Pintura de Don Diego Velazquez con figuras del tamaño natural en el Real Palacio de Madrid, que representa un BACO fingido coronando algunos borrachos; dibujada y grabada por D. Francisco Goya, Pintor Año de 1778 ("Painting by Don Diego Velázquez with life-size figures, in the Royal Palace of Madrid, which represents a false BACCHUS crowning some drunkards; drawn and etched by Don Francisco Goya, Painter, in the year 1778", at the bottom of the e

Historia

See Philip III.

Copies have survived from two different editions of this etching: the first and the third. Handwritten on the third-edition prints, in the lower right-hand corner, we see the word Merelo. According to Harris, the third edition of The Drunks was announced in the third edition of the Caprices, in 1868.
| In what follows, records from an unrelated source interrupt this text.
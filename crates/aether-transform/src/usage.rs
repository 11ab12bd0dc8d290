use serde_json::Value;

fn as_i64(value: Option<&Value>) -> i64 {
    value.and_then(Value::as_i64).unwrap_or(0)
}

/// Extract cache-creation tokens from a Claude-shaped `usage` object.
///
/// Three accepted shapes, newest first:
/// 1. nested `cache_creation.ephemeral_5m_input_tokens` / `ephemeral_1h_input_tokens`
/// 2. flat `claude_cache_creation_5_m_tokens` / `claude_cache_creation_1_h_tokens`
/// 3. legacy `cache_creation_input_tokens`
///
/// A present-but-zero newer shape falls back to the legacy field.
pub fn extract_cache_creation_tokens(usage: &Value) -> i64 {
    let legacy = as_i64(usage.get("cache_creation_input_tokens"));

    if let Some(nested) = usage.get("cache_creation").filter(|v| v.is_object()) {
        let total = as_i64(nested.get("ephemeral_5m_input_tokens"))
            + as_i64(nested.get("ephemeral_1h_input_tokens"));
        if total > 0 {
            return total;
        }
        return legacy.max(0);
    }

    let has_flat = usage.get("claude_cache_creation_5_m_tokens").is_some()
        || usage.get("claude_cache_creation_1_h_tokens").is_some();
    if has_flat {
        let total = as_i64(usage.get("claude_cache_creation_5_m_tokens"))
            + as_i64(usage.get("claude_cache_creation_1_h_tokens"));
        if total > 0 {
            return total;
        }
        return legacy.max(0);
    }

    legacy.max(0)
}

#[cfg(test)]
mod tests {
    use super::*;
    use serde_json::json;

    #[test]
    fn nested_shape_wins() {
        let usage = json!({
            "cache_creation": {"ephemeral_5m_input_tokens": 30, "ephemeral_1h_input_tokens": 12},
            "cache_creation_input_tokens": 5,
        });
        assert_eq!(extract_cache_creation_tokens(&usage), 42);
    }

    #[test]
    fn zero_nested_falls_back_to_legacy() {
        let usage = json!({
            "cache_creation": {"ephemeral_5m_input_tokens": 0},
            "cache_creation_input_tokens": 7,
        });
        assert_eq!(extract_cache_creation_tokens(&usage), 7);
    }

    #[test]
    fn flat_shape_is_second_priority() {
        let usage = json!({
            "claude_cache_creation_5_m_tokens": 9,
            "claude_cache_creation_1_h_tokens": 1,
        });
        assert_eq!(extract_cache_creation_tokens(&usage), 10);
    }

    #[test]
    fn legacy_shape_still_works() {
        assert_eq!(
            extract_cache_creation_tokens(&json!({"cache_creation_input_tokens": 3})),
            3
        );
        assert_eq!(extract_cache_creation_tokens(&json!({})), 0);
    }
}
The production of this etching was announced in the Gazeta de Madrid of the 28th July 1778.

Análisis artístico

The Drunks or The Triumph of Bacchus was painted by Velázquez in Madrid and partially retouched upon his return there from his first trip to Italy, in 1631 (Prado Museum, Madrid). In the centre of the painting we see the god Bacchus - showing the influence of Caravaggio's (Milan, 1571-Porto Ercole, 1610) depiction of this same subject (Ca. 1598, Uffizi Gallery, Florence) - as he crowns one of the drunken men with whom he shares the scene. The inebriated state of the characters in the painting is given away by the foolish grins on their faces. Their rough clothing and common appearance contrasts with that of Bacchus, perhaps the only figure who seems to fit in well in a mythological painting. Velázquez has painstakingly represented the various glass and ceramic objects being used to hold the wine.
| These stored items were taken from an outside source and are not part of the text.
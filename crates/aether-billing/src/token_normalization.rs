use aether_protocol::{ApiFamily, parse_signature_key};

/// Normalize `input_tokens` so billing sees non-cached input only.
///
/// Claude already reports non-cached input; OpenAI and Gemini include cache
/// hits in the prompt count, so the cache-read portion is subtracted (clamped
/// at zero). Unknown or missing formats pass through untouched.
pub fn normalize_input_tokens_for_billing(
    api_format: Option<&str>,
    input_tokens: i64,
    cache_read_tokens: i64,
) -> i64 {
    if input_tokens <= 0 {
        return input_tokens.max(0);
    }
    if cache_read_tokens <= 0 {
        return input_tokens;
    }
    let family = api_format
        .map(str::trim)
        .filter(|t| !t.is_empty())
        .and_then(|t| parse_signature_key(t).ok())
        .map(|sig| sig.api_family);
    match family {
        Some(ApiFamily::Claude) | None => input_tokens,
        Some(ApiFamily::OpenAI) | Some(ApiFamily::Gemini) => {
            (input_tokens - cache_read_tokens).max(0)
        }
    }
}

#[cfg(test)]
mod tests {
    use super::*;

    #[test]
    fn openai_family_subtracts_cached_tokens() {
        assert_eq!(
            normalize_input_tokens_for_billing(Some("openai:cli"), 160_070, 81_664),
            78_406
        );
    }

    #[test]
    fn gemini_family_subtracts_cached_tokens() {
        assert_eq!(
            normalize_input_tokens_for_billing(Some("gemini:chat"), 1_000, 400),
            600
        );
    }

    #[test]
    fn claude_family_keeps_upstream_counts() {
        assert_eq!(
            normalize_input_tokens_for_billing(Some("claude:cli"), 160_070, 81_664),
            160_070
        );
    }

    #[test]
    fn missing_or_unknown_format_passes_through() {
        assert_eq!(normalize_input_tokens_for_billing(None, 100, 20), 100);
        assert_eq!(normalize_input_tokens_for_billing(Some(""), 100, 20), 100);
        assert_eq!(normalize_input_tokens_for_billing(Some("bogus"), 100, 20), 100);
    }

    #[test]
    fn clamps_when_cached_exceeds_input() {
        assert_eq!(normalize_input_tokens_for_billing(Some("openai:cli"), 10, 20), 0);
    }
}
Goya's copy of this work is noticeably brighter and paler than the original. He has done away with the difference that existed between the pearly white flesh of Bacchus and the dark, coarse fabrics worn by the group of drunkards who accompany him. In so doing he has mixed together the two clearly defined areas that Velázquez had created in the image, and as such has provided a single unified space which is out of keeping with the original. He has even picked out the figure crouching down in the bottom left-hand corner, who is far less visible in the Prado painting. However, Goya demonstrates ample skill in his rendering of the folds of the fabrics, especially on the clothing covering the lower half of Bacchus' body.

As for the faces of the characters, we can appreciate a certain fixed quality about their expressions in Goya's etching, in which the shadows created on the left-hand side of each face in the original by Velázquez are largely absent, with the result that the features appear brighter and more exposed.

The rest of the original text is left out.